George Pau-Langevin, ministre des Outre-mer :

Monsieur le président, mesdames, messieurs les députés, c'est toujours un plaisir de revenir à l'Assemblée nationale.

Le projet de loi organique sur la Nouvelle-Calédonie, sous des dehors techniques, voire austères, marque une étape significative dans le processus de sortie de l'Accord de Nouméa, ouvert l'an dernier, qui doit préparer la consultation relative à l'accession de la Nouvelle-Calédonie à la pleine souveraineté.

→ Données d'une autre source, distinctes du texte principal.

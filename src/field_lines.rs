use crate::aberration::Aberration;
use crate::error::AberrationError;
use crate::history::RetardedHistory;
use crate::vector::{unit, Vec2};
use rayon::prelude::*;
use std::f64::consts::TAU;

/// One polyline per direction, each ordered oldest emission first.
#[derive(Clone, Debug, Default, PartialEq)]
pub struct FieldLines {
    pub lines: Vec<Vec<Vec2>>,
}

impl FieldLines {
    pub fn empty(directions: usize) -> FieldLines {
        FieldLines {
            lines: vec![Vec::new(); directions],
        }
    }

    /// Lines with at least two points; shorter ones have nothing to draw.
    pub fn renderable(&self) -> impl Iterator<Item = &[Vec2]> {
        self.lines
            .iter()
            .filter(|line| line.len() > 1)
            .map(|line| line.as_slice())
    }
}

pub struct FieldLineAssembler {
    base_angles: Vec<f64>,
    aberration: Aberration,
}

impl FieldLineAssembler {
    /// `directions` lines evenly spread over a full turn, starting along +x.
    pub fn new(directions: usize, propagation_speed: f64) -> FieldLineAssembler {
        FieldLineAssembler {
            base_angles: (0..directions)
                .map(|i| i as f64 * TAU / directions as f64)
                .collect(),
            aberration: Aberration::new(propagation_speed),
        }
    }

    pub fn base_angles(&self) -> &[f64] {
        &self.base_angles
    }

    /// Places every sample's circle point for every direction at time `now`.
    ///
    /// Samples must not be newer than `now`.
    pub fn assemble(
        &self,
        history: &RetardedHistory,
        now: f64,
    ) -> Result<FieldLines, AberrationError> {
        let speed = self.aberration.propagation_speed;
        let lines = self
            .base_angles
            .par_iter()
            .map(|&angle| {
                history
                    .entries()
                    .map(|sample| -> Result<Vec2, AberrationError> {
                        debug_assert!(sample.emission_time() <= now);
                        let radius = sample.radius_at(now, speed);
                        let observed = self
                            .aberration
                            .transform(angle, &sample.emission_velocity())?;
                        Ok(sample.emission_position() + unit(observed) * radius)
                    })
                    .collect::<Result<Vec<_>, _>>()
            })
            .collect::<Result<Vec<_>, _>>()?;
        Ok(FieldLines { lines })
    }
}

Cette consultation, prévue par le point 5 de l'Accord, doit intervenir entre aujourd'hui – si le Congrès de la Nouvelle-Calédonie le souhaite – et fin 2018. Le présent texte propose une série de mesures qui doivent être mises en oeuvre pour qu'elle se déroule de la manière la plus paisible et la plus incontestable possible. Il fait suite au comité des signataires de l'Accord de Nouméa, qui s'est tenu à Paris le 3 octobre 2014. À cette occasion, le Gouvernement s'était engagé à déposer un projet de loi organique permettant, d'une part, d'étendre les cas d'inscription d'office sur la liste électorale spéciale pour la consultation prévue par le point 5 de l'Accord de Nouméa, et d'autre part, d'améliorer le fonctionnement des commissions administratives spéciales chargées d'établir la liste électorale spéciale pour la consultation et de réviser la liste électorale spéciale pour les élections provinciales. Nous avons enfin prévu de mettre en place une instance consultative d'experts chargée d'harmoniser les pratiques des différentes commissions administratives spéciales, leur fonctionnement ayant fait l'objet de récriminations récurrentes.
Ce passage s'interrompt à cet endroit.